Il ruolo del 5G nella ripartenza
Ora, al netto dei complottisti, il 5G è davvero così importante per il Paese? Per Alfonso Fuggetta, ordinario della cattedra di Sistemi Informatici al Politecnico di Milano è proprio uno dei punti su cui investire, visto che il suo arrivo non si può evitare: «Noi ora ci troviamo a parlare di 5G perché prima abbiamo avuto altre reti, come il 3G o il 4G. Abbiamo sempre continuato a crescere, ad evolverci e quindi non possiamo pensare di rimanere per sempre con la rete 4G. Magari oggi possiamo sopravvivere senza ma non possiamo sempre reagire, non possiamo sempre rincorrere. Pensiamo all’Adsl: se non avessimo avuto la banda larga, come avremmo fatto con lo smart working?». Idea simile, ma con priorità diverse anche per Gianluca Salviotti, professore di Informatica per l’Economia all’Università Bocconi: «Senza dubbio è prioritario costruire un’infrasturtutura che sia in grado di sostenere una visione di digitalizzazione. Questo non vuol dire che tutti i territori debbano essere raggiunti dalla massima connettività. Basta un minimo indispensabile, un minimo di decenza di connettività in tutto il territorio e concentrare il 5G nelle zone altamente urbanizzate. Inutile mettere il 5G in un paesino montano dove non sarà mai usato alla sua massima potenza».
Basta la connessione rendere l’Italia un Paese digitale?

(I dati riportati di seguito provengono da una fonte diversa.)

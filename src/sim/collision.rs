//! Collision detection and response
//!
//! Each entity pair has its own rule: enemy bodies hurt the player on
//! contact, projectiles damage enemies (with piercing), and meteors splash
//! the player when they hit the ground.

use super::enemy::{DeathOutcome, resolve_enemy_death};
use super::state::{Enemy, GameEvent, GameState, Player, Projectile};
use crate::consts::*;

/// Deal one point of damage unless the player is invulnerable.
///
/// Returns whether the hit landed.
pub fn hurt_player(player: &mut Player, events: &mut Vec<GameEvent>) -> bool {
    if player.invulnerability > 0 {
        return false;
    }
    player.hp = player.hp.saturating_sub(1);
    player.invulnerability = INVULNERABILITY_TICKS;
    player.hit_flash = HIT_FLASH_TICKS;
    events.push(GameEvent::PlayerDamaged { hp: player.hp });
    true
}

/// Whether an enemy body overlaps the player closely enough to hurt
pub fn touches_player(player: &Player, enemy: &Enemy) -> bool {
    let delta = player.center() - enemy.center();
    delta.x.abs() < (player.size.x + enemy.size.x) / 2.0
        && delta.y.abs() < CONTACT_VERTICAL_RANGE
}

/// Contact damage from enemy bodies
pub fn resolve_contact_damage(state: &mut GameState) {
    let GameState {
        player,
        enemies,
        events,
        ..
    } = state;
    if player.paralyzed {
        return;
    }
    for enemy in enemies.iter() {
        if touches_player(player, enemy) {
            hurt_player(player, events);
        }
    }
}

/// Apply every projectile overlapping `enemy`; returns whether it died
fn strike_enemy(enemy: &mut Enemy, projectiles: &mut [Projectile]) -> bool {
    // Immune through all three transforming states, the final wait included
    if enemy.boss_state().is_some_and(|s| s.is_transforming()) {
        return false;
    }

    let is_boss = enemy.is_boss();
    for p in projectiles.iter_mut().filter(|p| p.active) {
        if p.has_hit(enemy.id) || !enemy.contains(p.pos) {
            continue;
        }

        enemy.hp -= p.damage;
        enemy.hit_flash = HIT_FLASH_TICKS;
        if !is_boss {
            enemy.pos.x += if p.vel.x > 0.0 { KNOCKBACK } else { -KNOCKBACK };
        }
        p.hit_enemies.push(enemy.id);
        if p.piercing > 0 {
            p.piercing -= 1;
        } else {
            p.active = false;
        }

        if enemy.hp <= 0.0 {
            return true;
        }
    }
    false
}

/// Projectile hits against every enemy, including deaths and mutation
pub fn resolve_projectile_hits(state: &mut GameState) {
    let mut i = 0;
    while i < state.enemies.len() {
        let died = strike_enemy(&mut state.enemies[i], &mut state.projectiles);
        if !died {
            i += 1;
            continue;
        }

        let id = state.enemies[i].id;
        match resolve_enemy_death(state, i) {
            // The next enemy slid into slot `i`
            DeathOutcome::Killed => {}
            // Everything else evaporated; continue after the new boss
            DeathOutcome::Mutated => {
                i = state
                    .enemies
                    .iter()
                    .position(|e| e.id == id)
                    .map_or(state.enemies.len(), |pos| pos + 1);
            }
        }
    }
    state.projectiles.retain(|p| p.active);
}

/// Meteors that reached the ground: splash the player, shake, remove
pub fn resolve_meteor_impacts(state: &mut GameState) {
    let GameState {
        meteors,
        player,
        events,
        screen_shake,
        ..
    } = state;
    let player_x = player.center().x;
    meteors.retain(|m| {
        if m.pos.y < GROUND_Y {
            return true;
        }
        *screen_shake = SCREEN_SHAKE_TICKS;
        events.push(GameEvent::MeteorImpact { x: m.pos.x });
        if (player_x - m.pos.x).abs() < METEOR_SPLASH_RADIUS {
            hurt_player(player, events);
        }
        false
    });
}

#[cfg(test)]
mod tests {
    use super::*;
    use crate::sim::state::{BossState, EnemyKind, Meteor};
    use glam::Vec2;

    fn add_enemy(state: &mut GameState, x: f32, hp: f32) -> u32 {
        let id = state.next_entity_id();
        state
            .enemies
            .push(Enemy::new(id, Vec2::new(x, GROUND_Y - ENEMY_HEIGHT), hp, true, 0.0));
        id
    }

    fn add_projectile(state: &mut GameState, pos: Vec2, piercing: u32) {
        let id = state.next_entity_id();
        state.projectiles.push(Projectile {
            id,
            pos,
            vel: Vec2::new(5.0, 0.0),
            angle: 0.0,
            frame: 0.0,
            active: true,
            damage: 15.0,
            size: 1.0,
            piercing,
            hit_enemies: Vec::new(),
        });
    }

    /// A point inside an enemy spawned by `add_enemy` at `x`
    fn inside(x: f32) -> Vec2 {
        Vec2::new(x + ENEMY_WIDTH / 2.0, GROUND_Y - ENEMY_HEIGHT / 2.0)
    }

    #[test]
    fn test_contact_damage_and_invulnerability() {
        let mut state = GameState::new(1);
        let px = state.player.center().x;
        add_enemy(&mut state, px - ENEMY_WIDTH / 2.0, 30.0);

        resolve_contact_damage(&mut state);
        assert_eq!(state.player.hp, 2);
        assert_eq!(state.player.invulnerability, INVULNERABILITY_TICKS);
        assert_eq!(state.player.hit_flash, HIT_FLASH_TICKS);

        resolve_contact_damage(&mut state);
        assert_eq!(state.player.hp, 2);
    }

    #[test]
    fn test_no_contact_damage_while_paralyzed() {
        let mut state = GameState::new(1);
        let px = state.player.center().x;
        add_enemy(&mut state, px - ENEMY_WIDTH / 2.0, 30.0);
        state.player.paralyzed = true;
        resolve_contact_damage(&mut state);
        assert_eq!(state.player.hp, 3);
    }

    #[test]
    fn test_no_contact_when_jumping_over() {
        let mut state = GameState::new(1);
        let px = state.player.center().x;
        add_enemy(&mut state, px - ENEMY_WIDTH / 2.0, 30.0);
        state.player.pos.y -= 80.0;
        resolve_contact_damage(&mut state);
        assert_eq!(state.player.hp, 3);
    }

    #[test]
    fn test_projectile_hit_and_knockback() {
        let mut state = GameState::new(1);
        let id = add_enemy(&mut state, 100.0, 30.0);
        add_projectile(&mut state, inside(100.0), 0);

        resolve_projectile_hits(&mut state);
        let enemy = &state.enemies[0];
        assert_eq!(enemy.id, id);
        assert_eq!(enemy.hp, 15.0);
        assert_eq!(enemy.pos.x, 100.0 + KNOCKBACK);
        assert_eq!(enemy.hit_flash, HIT_FLASH_TICKS);
        assert!(state.projectiles.is_empty());
    }

    #[test]
    fn test_kill_counts() {
        let mut state = GameState::new(1);
        add_enemy(&mut state, 100.0, 10.0);
        add_projectile(&mut state, inside(100.0), 0);
        resolve_projectile_hits(&mut state);
        assert!(state.enemies.is_empty());
        assert_eq!(state.wave.kills, 1);
    }

    #[test]
    fn test_piercing_two_strikes_three() {
        let mut state = GameState::new(1);
        for x in [100.0, 105.0, 110.0, 115.0] {
            add_enemy(&mut state, x, 1000.0);
        }
        add_projectile(&mut state, Vec2::new(130.0, GROUND_Y - 30.0), 2);

        resolve_projectile_hits(&mut state);
        assert!(state.projectiles.is_empty());
        let struck = state.enemies.iter().filter(|e| e.hp < 1000.0).count();
        assert_eq!(struck, 3);
        assert_eq!(state.enemies[3].hp, 1000.0);
    }

    #[test]
    fn test_no_double_hit_same_enemy() {
        let mut state = GameState::new(1);
        add_enemy(&mut state, 100.0, 1000.0);
        add_projectile(&mut state, inside(100.0), 5);

        for _ in 0..5 {
            resolve_projectile_hits(&mut state);
        }
        assert_eq!(state.enemies[0].hp, 985.0);
        let p = &state.projectiles[0];
        assert_eq!(p.hit_enemies.len(), 1);
        assert_eq!(p.piercing, 4);
    }

    #[test]
    fn test_transforming_boss_ignores_hits() {
        let mut state = GameState::new(1);
        add_enemy(&mut state, 100.0, 30.0);
        state.enemies[0].mutate_into_boss();
        for s in [
            BossState::TransformingPulse,
            BossState::TransformingMorph,
            BossState::TransformingWait,
        ] {
            state.enemies[0].kind = EnemyKind::Boss(s);
            add_projectile(&mut state, Vec2::new(125.0, GROUND_Y - 50.0), 0);
            resolve_projectile_hits(&mut state);
            assert_eq!(state.enemies[0].hp, 1.0);
            assert_eq!(state.projectiles.len(), 1);
            assert!(state.projectiles[0].hit_enemies.is_empty());
            state.projectiles.clear();
        }

        // Revealed boss takes damage but no knockback
        state.enemies[0].kind = EnemyKind::Boss(BossState::Idle);
        state.enemies[0].hp = 300.0;
        let x = state.enemies[0].pos.x;
        add_projectile(&mut state, Vec2::new(125.0, GROUND_Y - 50.0), 0);
        resolve_projectile_hits(&mut state);
        assert_eq!(state.enemies[0].hp, 285.0);
        assert_eq!(state.enemies[0].pos.x, x);
    }

    #[test]
    fn test_mutation_through_projectile() {
        // Scan seeds until the kill mutates, then check bookkeeping
        for seed in 0..100 {
            let mut state = GameState::new(seed);
            state.wave.wave = 2;
            add_enemy(&mut state, 100.0, 10.0);
            let target = add_enemy(&mut state, 300.0, 10.0);
            add_enemy(&mut state, 500.0, 10.0);
            add_projectile(&mut state, inside(300.0), 0);
            resolve_projectile_hits(&mut state);

            if state.wave.boss_appeared {
                assert_eq!(state.enemies.len(), 1);
                assert_eq!(state.enemies[0].id, target);
                assert!(state.enemies[0].is_boss());
                assert_eq!(state.wave.kills, 2);
                return;
            }
            assert_eq!(state.enemies.len(), 2);
            assert_eq!(state.wave.kills, 1);
        }
        panic!("no mutation in 100 seeds");
    }

    #[test]
    fn test_meteor_splash() {
        let mut state = GameState::new(1);
        let px = state.player.center().x;
        state.meteors.push(Meteor {
            pos: Vec2::new(px + 50.0, GROUND_Y + 3.0),
            vel: Vec2::new(0.0, 10.0),
            size: 30.0,
        });
        state.meteors.push(Meteor {
            pos: Vec2::new(px + 300.0, GROUND_Y + 1.0),
            vel: Vec2::new(0.0, 10.0),
            size: 30.0,
        });
        state.meteors.push(Meteor {
            pos: Vec2::new(px, 100.0),
            vel: Vec2::new(0.0, 10.0),
            size: 30.0,
        });

        resolve_meteor_impacts(&mut state);
        assert_eq!(state.meteors.len(), 1);
        assert_eq!(state.player.hp, 2);
        assert_eq!(state.screen_shake, SCREEN_SHAKE_TICKS);
        let impacts = state
            .events
            .iter()
            .filter(|e| matches!(e, GameEvent::MeteorImpact { .. }))
            .count();
        assert_eq!(impacts, 2);
    }

    #[test]
    fn test_hurt_player_floors_at_zero() {
        let mut player = Player::new(Default::default());
        let mut events = Vec::new();
        for _ in 0..5 {
            player.invulnerability = 0;
            hurt_player(&mut player, &mut events);
        }
        assert_eq!(player.hp, 0);
    }
}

«Il Covid-19 è stata la prima causa di digitalizzazione della mia azienda». È un meme che circola nelle chat WhatsApp e descrive abbastanza bene quello che è successo in un’Italia che si è trovata improvvisamente a dover fare i conti con il digitale. Smart working, ecommerce, didattica a distanza sono diventati azioni più quotidiane di prendere un caffè al bar o uscire di casa per andare a lezione. Certe cose rimarranno, altre resteranno solo un ricordo dell’emergenza. Ma è bastato questo per rendere l’Italia un Paese digitale? Secondo Fuggetta no, anzi. Il ritardo accumulato dall’Italia è un ritardo che non sarà facile colmare nemmeno con i piani che verranno elaborati a Villa Pamphili: «Noi abbiamo un rìtirado non solo di qualche anno. Il nostro è un ritardo culturale e di fondo. Sarebbe illusorio pensare che con un po’ di soldi possiamo colmarlo. Ci serve un impegno profondo che vada a toccare molti aspetti della nostra società da questo momento in avanti. Al di là delle posizioni e delle classifiche, noi non abbiamo mai investito nel digitale. Nè a livello culturale, né a livello educativo».